ABOUT THIS TASK:
Look through the lines below and extract each one that contains "tokio".

Segment Start: PROVIDED RECORDS

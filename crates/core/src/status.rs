//! Training job status as reported by the job provider.

use std::fmt;

use serde::{Deserialize, Serialize};

/// Status string written when a job is force-terminated after its timeout.
pub const TIMEOUT_STATUS: &str = "Timeout";

/// Phase of an externally managed training job.
#[derive(Debug, Clone, Copy, PartialEq, Eq, Hash, Serialize, Deserialize)]
pub enum TrainingStatus {
    Failed,
    Pending,
    Running,
    Creating,
    Abnormal,
    Completed,
    Terminated,
    Terminating,
}

impl TrainingStatus {
    /// Map a provider phase string, case-insensitively.
    ///
    /// Phases the provider may add later are treated as `Failed`.
    #[must_use]
    pub fn from_phase(phase: &str) -> Self {
        match phase.to_ascii_lowercase().as_str() {
            "pending" => Self::Pending,
            "running" => Self::Running,
            "creating" => Self::Creating,
            "abnormal" => Self::Abnormal,
            "completed" => Self::Completed,
            "terminated" => Self::Terminated,
            "terminating" => Self::Terminating,
            _ => Self::Failed,
        }
    }

    /// Whether the job can make no further progress.
    #[must_use]
    pub const fn is_done(self) -> bool {
        matches!(
            self,
            Self::Failed | Self::Abnormal | Self::Completed | Self::Terminated
        )
    }

    #[must_use]
    pub const fn is_success(self) -> bool {
        matches!(self, Self::Completed)
    }

    #[must_use]
    pub const fn as_str(self) -> &'static str {
        match self {
            Self::Failed => "Failed",
            Self::Pending => "Pending",
            Self::Running => "Running",
            Self::Creating => "Creating",
            Self::Abnormal => "Abnormal",
            Self::Completed => "Completed",
            Self::Terminated => "Terminated",
            Self::Terminating => "Terminating",
        }
    }
}

impl fmt::Display for TrainingStatus {
    fn fmt(&self, f: &mut fmt::Formatter<'_>) -> fmt::Result {
        f.write_str(self.as_str())
    }
}
//! Error types for the aicc crate.

use thiserror::Error;

/// Result type for aicc operations.
pub type Result<T> = std::result::Result<T, Error>;

/// Errors that can occur while talking to the job service, object storage
/// or the report endpoint.
#[derive(Error, Debug)]
pub enum Error {
    /// Failed to obtain an auth token.
    #[error("auth failed: {reason}")]
    AuthFailed { reason: String },

    /// The remote service answered with an unexpected status.
    #[error("{operation} returned unexpected status {status}")]
    UnexpectedStatus { operation: String, status: u16 },

    /// Invalid response body.
    #[error("invalid response: {reason}")]
    InvalidResponse { reason: String },

    /// Storage CLI or upload script failed.
    #[error("execution failed: {reason}")]
    ExecutionFailed { reason: String },

    /// Configuration error.
    #[error("configuration error: {reason}")]
    ConfigError { reason: String },

    /// No job settings exist for the model.
    #[error("unsupported model: {model}")]
    UnsupportedModel { model: String },

    /// The report sink has been closed.
    #[error("report sink closed")]
    SinkClosed,

    /// HTTP error from reqwest.
    #[error("HTTP error: {0}")]
    Http(#[from] reqwest::Error),

    /// URL parse error.
    #[error("URL parse error: {0}")]
    UrlParse(#[from] url::ParseError),

    /// JSON serialization/deserialization error.
    #[error("JSON error: {0}")]
    Json(#[from] serde_json::Error),

    /// I/O error.
    #[error("I/O error: {0}")]
    Io(#[from] std::io::Error),

    /// Core error.
    #[error("core error: {0}")]
    Core(#[from] tunewatch_core::Error),
}

impl Error {
    /// Create an auth failed error.
    pub fn auth_failed(reason: impl Into<String>) -> Self {
        Self::AuthFailed {
            reason: reason.into(),
        }
    }

    /// Create an unexpected status error.
    pub fn unexpected_status(operation: impl Into<String>, status: reqwest::StatusCode) -> Self {
        Self::UnexpectedStatus {
            operation: operation.into(),
            status: status.as_u16(),
        }
    }

    /// Create an invalid response error.
    pub fn invalid_response(reason: impl Into<String>) -> Self {
        Self::InvalidResponse {
            reason: reason.into(),
        }
    }

    /// Create an execution failed error.
    pub fn execution_failed(reason: impl Into<String>) -> Self {
        Self::ExecutionFailed {
            reason: reason.into(),
        }
    }

    /// Create a config error.
    pub fn config_error(reason: impl Into<String>) -> Self {
        Self::ConfigError {
            reason: reason.into(),
        }
    }

    /// Check if this error is retryable.
    pub const fn is_retryable(&self) -> bool {
        match self {
            Self::Http(_) => true,
            Self::UnexpectedStatus { status, .. } => *status >= 500,
            _ => false,
        }
    }

    /// Convert into the watch engine's error for a failed probe.
    pub fn into_probe(self, probe: &str) -> tunewatch_reconciler::Error {
        tunewatch_reconciler::Error::probe_failed(probe, self.to_string())
    }
}

impl From<Error> for tunewatch_core::Error {
    fn from(err: Error) -> Self {
        match err {
            Error::Core(inner) => inner,
            Error::UnsupportedModel { model } => Self::unsupported_model(model),
            other => Self::external(other.to_string()),
        }
    }
}

#[cfg(test)]
mod tests {
    use super::*;

    #[test]
    fn test_unexpected_status_display() {
        let err = Error::unexpected_status("create job", reqwest::StatusCode::BAD_REQUEST);
        assert_eq!(err.to_string(), "create job returned unexpected status 400");
        assert!(!err.is_retryable());
    }

    #[test]
    fn test_server_errors_are_retryable() {
        let err = Error::unexpected_status("get job", reqwest::StatusCode::BAD_GATEWAY);
        assert!(err.is_retryable());
        assert!(!Error::auth_failed("no token").is_retryable());
        assert!(!Error::SinkClosed.is_retryable());
    }

    #[test]
    fn test_into_core_error() {
        let err: tunewatch_core::Error = Error::UnsupportedModel {
            model: "pangu".to_string(),
        }
        .into();
        assert!(matches!(err, tunewatch_core::Error::UnsupportedModel { .. }));

        let err: tunewatch_core::Error = Error::execution_failed("boom").into();
        assert!(err.to_string().contains("boom"));
        assert!(!err.is_validation());
    }

    #[test]
    fn test_into_probe_error() {
        let err = Error::execution_failed("ls failed").into_probe("log");
        assert!(err.to_string().starts_with("log probe failed"));
    }
}
//! Finetune endpoints under `/api/v1/aiccfinetune`.

use axum::{
    extract::{Path, State, rejection::JsonRejection},
    http::StatusCode,
    response::Json,
};
use tunewatch_core::JobHandle;

use crate::dto::{CreateFinetuneRequest, DataResponse, UrlResponse};
use crate::error::{AppError, Result};
use crate::state::AppState;

/// POST /api/v1/aiccfinetune - Create a job and start watching it
pub async fn create_finetune(
    State(state): State<AppState>,
    payload: std::result::Result<Json<CreateFinetuneRequest>, JsonRejection>,
) -> Result<(StatusCode, Json<DataResponse<JobHandle>>)> {
    let Json(request) = payload.map_err(|e| AppError::BadRequest(e.body_text()))?;
    let spec = request.into_spec()?;

    let handle = state.service.create(spec).await?;

    Ok((StatusCode::CREATED, Json(DataResponse::new(handle))))
}

/// DELETE /api/v1/aiccfinetune/{id} - Delete a job
pub async fn delete_finetune(
    Path(id): Path<String>,
    State(state): State<AppState>,
) -> Result<StatusCode> {
    state.service.delete(&id).await?;
    Ok(StatusCode::NO_CONTENT)
}

/// PUT /api/v1/aiccfinetune/{id} - Terminate a job
pub async fn terminate_finetune(
    Path(id): Path<String>,
    State(state): State<AppState>,
) -> Result<(StatusCode, Json<DataResponse<&'static str>>)> {
    state.service.terminate(&id).await?;
    Ok((StatusCode::ACCEPTED, Json(DataResponse::new("success"))))
}

/// GET /api/v1/aiccfinetune/{id}/log - Log download URL
pub async fn get_log(
    Path(id): Path<String>,
    State(state): State<AppState>,
) -> Result<Json<DataResponse<UrlResponse>>> {
    let url = state.service.log_download_url(&id).await?;
    Ok(Json(DataResponse::new(UrlResponse { url })))
}

/// GET /api/v1/aiccfinetune/{id}/result/{file} - Download URL for a result object
pub async fn get_download_url(
    Path((_id, file)): Path<(String, String)>,
    State(state): State<AppState>,
) -> Result<Json<DataResponse<UrlResponse>>> {
    let url = state.service.file_download_url(&file).await?;
    Ok(Json(DataResponse::new(UrlResponse { url })))
}
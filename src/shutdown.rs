//! Signal handling.

use tracing::{error, info};

/// Resolve on SIGTERM or SIGINT (Ctrl+C elsewhere).
pub async fn wait_for_signal() {
    #[cfg(unix)]
    {
        use tokio::signal::unix::{SignalKind, signal};

        match signal(SignalKind::terminate()) {
            Ok(mut term) => {
                tokio::select! {
                    _ = term.recv() => info!("Received SIGTERM, initiating graceful shutdown"),
                    () = ctrl_c() => {}
                }
            }
            Err(err) => {
                error!(error = %err, "Failed to listen for SIGTERM");
                ctrl_c().await;
            }
        }
    }

    #[cfg(not(unix))]
    ctrl_c().await;
}

async fn ctrl_c() {
    match tokio::signal::ctrl_c().await {
        Ok(()) => info!("Received Ctrl+C, initiating graceful shutdown"),
        Err(err) => error!(error = %err, "Failed to listen for shutdown signal"),
    }
}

Segment End: PROVIDED RECORDS

FINAL ANSWER:
        use tokio::signal::unix::{SignalKind, signal};
                tokio::select! {
    match tokio::signal::ctrl_c().await {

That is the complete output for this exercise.